Problem description
What lines in the data hold the string "Item"? Show them.

Provided records
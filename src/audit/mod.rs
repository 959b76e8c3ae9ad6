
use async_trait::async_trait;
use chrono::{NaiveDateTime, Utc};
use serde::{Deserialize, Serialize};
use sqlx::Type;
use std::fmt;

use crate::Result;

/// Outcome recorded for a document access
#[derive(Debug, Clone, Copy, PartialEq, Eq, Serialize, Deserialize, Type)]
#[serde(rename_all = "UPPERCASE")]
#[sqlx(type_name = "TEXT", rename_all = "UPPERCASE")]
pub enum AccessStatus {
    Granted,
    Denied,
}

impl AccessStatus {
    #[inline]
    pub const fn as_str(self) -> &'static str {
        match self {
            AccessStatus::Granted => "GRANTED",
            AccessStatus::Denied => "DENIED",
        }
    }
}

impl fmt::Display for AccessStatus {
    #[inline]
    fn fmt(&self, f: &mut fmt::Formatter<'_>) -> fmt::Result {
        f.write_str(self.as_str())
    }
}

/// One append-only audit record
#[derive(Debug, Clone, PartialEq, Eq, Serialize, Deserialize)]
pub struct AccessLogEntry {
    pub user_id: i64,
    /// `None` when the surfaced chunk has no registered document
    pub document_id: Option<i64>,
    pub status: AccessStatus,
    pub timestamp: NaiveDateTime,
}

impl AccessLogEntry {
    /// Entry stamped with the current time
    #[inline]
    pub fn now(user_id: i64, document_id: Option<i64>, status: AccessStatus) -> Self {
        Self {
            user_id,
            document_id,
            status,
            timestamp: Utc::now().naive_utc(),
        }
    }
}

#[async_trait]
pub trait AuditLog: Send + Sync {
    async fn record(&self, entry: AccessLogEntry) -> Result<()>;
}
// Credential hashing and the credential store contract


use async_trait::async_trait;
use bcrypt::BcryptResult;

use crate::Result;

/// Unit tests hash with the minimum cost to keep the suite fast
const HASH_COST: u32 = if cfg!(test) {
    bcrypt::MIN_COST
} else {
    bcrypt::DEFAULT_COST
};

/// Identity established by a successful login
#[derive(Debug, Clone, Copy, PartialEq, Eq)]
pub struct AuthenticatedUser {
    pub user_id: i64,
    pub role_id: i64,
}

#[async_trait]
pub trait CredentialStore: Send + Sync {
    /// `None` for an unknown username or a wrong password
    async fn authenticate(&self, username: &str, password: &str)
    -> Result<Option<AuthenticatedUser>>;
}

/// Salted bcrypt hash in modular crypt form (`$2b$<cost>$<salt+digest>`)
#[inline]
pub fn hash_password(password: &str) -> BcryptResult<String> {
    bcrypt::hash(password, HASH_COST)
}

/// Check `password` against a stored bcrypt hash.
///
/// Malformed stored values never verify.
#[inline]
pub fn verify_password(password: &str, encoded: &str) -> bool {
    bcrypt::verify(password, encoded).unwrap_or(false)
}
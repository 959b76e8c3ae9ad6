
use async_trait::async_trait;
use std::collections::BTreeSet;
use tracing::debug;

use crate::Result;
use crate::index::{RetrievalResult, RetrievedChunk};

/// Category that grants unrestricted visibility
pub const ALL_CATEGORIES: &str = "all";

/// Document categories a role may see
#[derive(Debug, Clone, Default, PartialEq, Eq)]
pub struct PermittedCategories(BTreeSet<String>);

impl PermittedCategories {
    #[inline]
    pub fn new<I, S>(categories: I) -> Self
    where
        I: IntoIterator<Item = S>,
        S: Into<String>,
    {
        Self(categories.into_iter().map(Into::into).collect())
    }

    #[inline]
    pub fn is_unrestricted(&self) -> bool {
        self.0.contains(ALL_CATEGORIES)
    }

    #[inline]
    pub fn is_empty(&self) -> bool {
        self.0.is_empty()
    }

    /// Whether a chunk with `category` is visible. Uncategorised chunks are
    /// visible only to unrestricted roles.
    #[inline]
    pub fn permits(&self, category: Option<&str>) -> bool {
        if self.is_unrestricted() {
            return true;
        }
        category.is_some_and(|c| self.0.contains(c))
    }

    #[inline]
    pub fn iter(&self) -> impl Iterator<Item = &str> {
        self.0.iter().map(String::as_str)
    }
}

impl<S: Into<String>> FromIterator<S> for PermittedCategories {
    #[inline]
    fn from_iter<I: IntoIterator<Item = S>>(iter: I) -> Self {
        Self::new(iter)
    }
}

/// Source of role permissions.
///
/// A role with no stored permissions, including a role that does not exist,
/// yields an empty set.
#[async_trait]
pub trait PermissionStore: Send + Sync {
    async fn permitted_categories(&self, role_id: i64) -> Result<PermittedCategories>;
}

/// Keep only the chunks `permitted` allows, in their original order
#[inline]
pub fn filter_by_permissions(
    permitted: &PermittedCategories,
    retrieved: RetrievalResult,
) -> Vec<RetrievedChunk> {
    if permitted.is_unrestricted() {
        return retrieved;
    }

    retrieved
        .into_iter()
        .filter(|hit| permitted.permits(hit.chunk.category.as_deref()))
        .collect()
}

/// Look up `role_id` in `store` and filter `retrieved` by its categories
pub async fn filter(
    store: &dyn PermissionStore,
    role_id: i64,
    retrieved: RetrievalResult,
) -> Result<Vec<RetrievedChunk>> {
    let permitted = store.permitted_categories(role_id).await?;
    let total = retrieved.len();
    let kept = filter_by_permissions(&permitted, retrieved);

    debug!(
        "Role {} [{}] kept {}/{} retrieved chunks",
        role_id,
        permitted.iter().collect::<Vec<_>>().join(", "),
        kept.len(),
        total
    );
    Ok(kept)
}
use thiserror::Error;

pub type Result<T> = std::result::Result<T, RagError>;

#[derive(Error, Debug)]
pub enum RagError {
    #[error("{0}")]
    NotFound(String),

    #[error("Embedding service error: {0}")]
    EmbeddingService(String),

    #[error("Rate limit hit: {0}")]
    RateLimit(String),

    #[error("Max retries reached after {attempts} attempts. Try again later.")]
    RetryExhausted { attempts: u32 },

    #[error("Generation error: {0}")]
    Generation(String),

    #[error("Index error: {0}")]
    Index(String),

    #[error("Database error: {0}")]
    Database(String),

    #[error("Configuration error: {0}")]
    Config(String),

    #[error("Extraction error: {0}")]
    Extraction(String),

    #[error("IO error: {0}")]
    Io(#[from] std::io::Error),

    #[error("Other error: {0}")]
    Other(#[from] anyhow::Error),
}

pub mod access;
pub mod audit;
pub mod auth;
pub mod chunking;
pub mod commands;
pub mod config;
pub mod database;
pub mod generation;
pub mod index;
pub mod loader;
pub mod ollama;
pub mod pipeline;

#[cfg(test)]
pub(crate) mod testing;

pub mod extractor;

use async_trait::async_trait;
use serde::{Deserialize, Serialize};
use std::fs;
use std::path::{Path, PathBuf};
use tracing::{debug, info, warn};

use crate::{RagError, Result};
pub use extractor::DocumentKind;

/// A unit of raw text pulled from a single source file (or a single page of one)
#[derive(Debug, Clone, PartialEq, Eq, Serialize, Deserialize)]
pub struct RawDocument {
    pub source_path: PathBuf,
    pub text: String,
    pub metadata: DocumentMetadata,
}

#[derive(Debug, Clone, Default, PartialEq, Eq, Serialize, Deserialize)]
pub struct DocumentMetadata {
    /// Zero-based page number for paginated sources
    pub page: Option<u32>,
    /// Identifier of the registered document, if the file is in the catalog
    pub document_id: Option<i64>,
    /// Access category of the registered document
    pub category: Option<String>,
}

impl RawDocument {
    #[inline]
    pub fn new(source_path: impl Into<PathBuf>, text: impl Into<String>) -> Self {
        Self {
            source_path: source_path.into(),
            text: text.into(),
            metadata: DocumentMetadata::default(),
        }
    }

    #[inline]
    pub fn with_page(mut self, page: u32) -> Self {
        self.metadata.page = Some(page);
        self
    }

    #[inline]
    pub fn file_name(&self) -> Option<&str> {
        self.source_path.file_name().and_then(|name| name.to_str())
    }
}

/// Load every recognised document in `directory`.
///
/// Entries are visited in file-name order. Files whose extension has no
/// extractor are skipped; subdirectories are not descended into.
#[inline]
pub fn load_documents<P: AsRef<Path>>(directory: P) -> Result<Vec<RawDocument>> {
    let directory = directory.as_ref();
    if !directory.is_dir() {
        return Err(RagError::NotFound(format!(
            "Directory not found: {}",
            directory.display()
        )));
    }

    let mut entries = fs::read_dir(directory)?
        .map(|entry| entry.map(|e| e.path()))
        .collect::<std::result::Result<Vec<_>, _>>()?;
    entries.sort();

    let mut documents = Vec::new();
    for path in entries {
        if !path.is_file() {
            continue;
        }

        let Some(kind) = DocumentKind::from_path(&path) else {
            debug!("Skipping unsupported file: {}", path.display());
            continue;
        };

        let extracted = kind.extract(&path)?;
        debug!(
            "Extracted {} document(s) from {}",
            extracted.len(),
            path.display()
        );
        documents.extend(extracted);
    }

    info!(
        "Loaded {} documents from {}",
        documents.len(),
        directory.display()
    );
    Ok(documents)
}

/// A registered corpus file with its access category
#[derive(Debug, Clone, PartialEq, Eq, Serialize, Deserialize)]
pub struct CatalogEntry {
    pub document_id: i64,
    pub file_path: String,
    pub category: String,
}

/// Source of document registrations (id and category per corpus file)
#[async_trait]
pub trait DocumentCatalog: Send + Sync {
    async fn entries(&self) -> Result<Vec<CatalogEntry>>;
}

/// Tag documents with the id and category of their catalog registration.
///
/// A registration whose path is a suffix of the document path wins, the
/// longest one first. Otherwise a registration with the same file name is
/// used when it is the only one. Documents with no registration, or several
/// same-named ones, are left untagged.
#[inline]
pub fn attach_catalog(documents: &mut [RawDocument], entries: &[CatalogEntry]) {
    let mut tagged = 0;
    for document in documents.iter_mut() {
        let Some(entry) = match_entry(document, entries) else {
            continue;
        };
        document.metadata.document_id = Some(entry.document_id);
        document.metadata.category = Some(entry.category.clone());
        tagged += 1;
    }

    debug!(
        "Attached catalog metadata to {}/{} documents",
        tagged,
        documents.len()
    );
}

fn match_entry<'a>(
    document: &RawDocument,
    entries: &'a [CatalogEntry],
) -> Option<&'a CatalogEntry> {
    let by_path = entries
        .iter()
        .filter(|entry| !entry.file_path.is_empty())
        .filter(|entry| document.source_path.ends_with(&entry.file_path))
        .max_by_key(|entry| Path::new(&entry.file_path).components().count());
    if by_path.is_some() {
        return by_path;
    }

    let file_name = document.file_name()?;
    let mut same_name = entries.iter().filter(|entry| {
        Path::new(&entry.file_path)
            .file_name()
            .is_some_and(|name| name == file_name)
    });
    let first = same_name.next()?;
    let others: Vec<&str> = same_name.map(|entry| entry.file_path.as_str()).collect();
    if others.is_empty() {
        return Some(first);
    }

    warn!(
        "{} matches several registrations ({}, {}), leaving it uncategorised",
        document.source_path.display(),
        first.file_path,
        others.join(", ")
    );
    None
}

Answer to this task
        I: IntoIterator<Item = S>,
    pub fn iter(&self) -> impl Iterator<Item = &str> {
    fn from_iter<I: IntoIterator<Item = S>>(iter: I) -> Self {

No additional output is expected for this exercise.